___ Data to process
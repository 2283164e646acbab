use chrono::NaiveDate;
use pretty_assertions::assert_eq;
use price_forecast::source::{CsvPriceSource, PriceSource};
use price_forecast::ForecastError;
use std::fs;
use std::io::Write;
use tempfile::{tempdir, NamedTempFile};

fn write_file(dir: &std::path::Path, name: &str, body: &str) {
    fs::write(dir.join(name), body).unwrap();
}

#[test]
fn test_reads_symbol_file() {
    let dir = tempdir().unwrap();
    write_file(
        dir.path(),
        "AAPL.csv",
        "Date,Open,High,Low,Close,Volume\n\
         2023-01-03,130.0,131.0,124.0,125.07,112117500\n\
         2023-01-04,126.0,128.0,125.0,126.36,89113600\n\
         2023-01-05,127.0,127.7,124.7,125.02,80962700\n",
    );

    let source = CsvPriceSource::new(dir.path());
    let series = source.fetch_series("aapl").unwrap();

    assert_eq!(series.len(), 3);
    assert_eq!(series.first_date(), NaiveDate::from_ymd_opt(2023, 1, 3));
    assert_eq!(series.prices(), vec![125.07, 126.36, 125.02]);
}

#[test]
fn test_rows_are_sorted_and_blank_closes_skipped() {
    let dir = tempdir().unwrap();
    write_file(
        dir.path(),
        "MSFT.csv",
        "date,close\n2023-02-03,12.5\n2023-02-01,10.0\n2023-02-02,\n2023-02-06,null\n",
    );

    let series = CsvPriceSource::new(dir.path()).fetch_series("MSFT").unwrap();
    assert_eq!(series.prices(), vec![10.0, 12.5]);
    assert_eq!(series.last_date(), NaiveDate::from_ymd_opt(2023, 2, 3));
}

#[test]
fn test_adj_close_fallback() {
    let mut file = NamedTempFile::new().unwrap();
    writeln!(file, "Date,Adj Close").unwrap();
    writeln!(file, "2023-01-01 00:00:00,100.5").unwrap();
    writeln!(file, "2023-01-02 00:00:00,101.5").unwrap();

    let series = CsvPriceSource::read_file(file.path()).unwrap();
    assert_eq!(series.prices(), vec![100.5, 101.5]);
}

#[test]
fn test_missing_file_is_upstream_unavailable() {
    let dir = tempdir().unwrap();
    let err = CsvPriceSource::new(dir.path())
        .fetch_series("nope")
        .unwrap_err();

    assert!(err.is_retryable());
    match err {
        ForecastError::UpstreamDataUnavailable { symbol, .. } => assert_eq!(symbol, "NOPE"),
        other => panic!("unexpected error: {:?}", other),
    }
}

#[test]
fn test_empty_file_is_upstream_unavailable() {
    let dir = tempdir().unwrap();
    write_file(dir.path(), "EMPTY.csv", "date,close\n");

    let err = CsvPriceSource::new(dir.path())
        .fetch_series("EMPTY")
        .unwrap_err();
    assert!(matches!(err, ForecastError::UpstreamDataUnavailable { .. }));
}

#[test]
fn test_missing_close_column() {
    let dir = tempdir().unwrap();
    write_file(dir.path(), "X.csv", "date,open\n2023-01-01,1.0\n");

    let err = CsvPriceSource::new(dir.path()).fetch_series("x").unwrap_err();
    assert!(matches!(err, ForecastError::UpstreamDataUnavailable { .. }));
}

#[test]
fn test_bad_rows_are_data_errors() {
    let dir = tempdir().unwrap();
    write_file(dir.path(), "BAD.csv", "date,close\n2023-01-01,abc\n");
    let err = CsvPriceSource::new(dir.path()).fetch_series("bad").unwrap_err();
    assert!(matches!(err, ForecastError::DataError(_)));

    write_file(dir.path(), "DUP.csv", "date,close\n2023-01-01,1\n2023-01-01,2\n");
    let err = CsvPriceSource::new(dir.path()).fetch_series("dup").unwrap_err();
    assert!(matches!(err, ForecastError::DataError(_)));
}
______
#### [Task statement]
Some lines above may hold the word "NamedTempFile"; say how many do, giving nothing besides the number.

#### [Task response]
2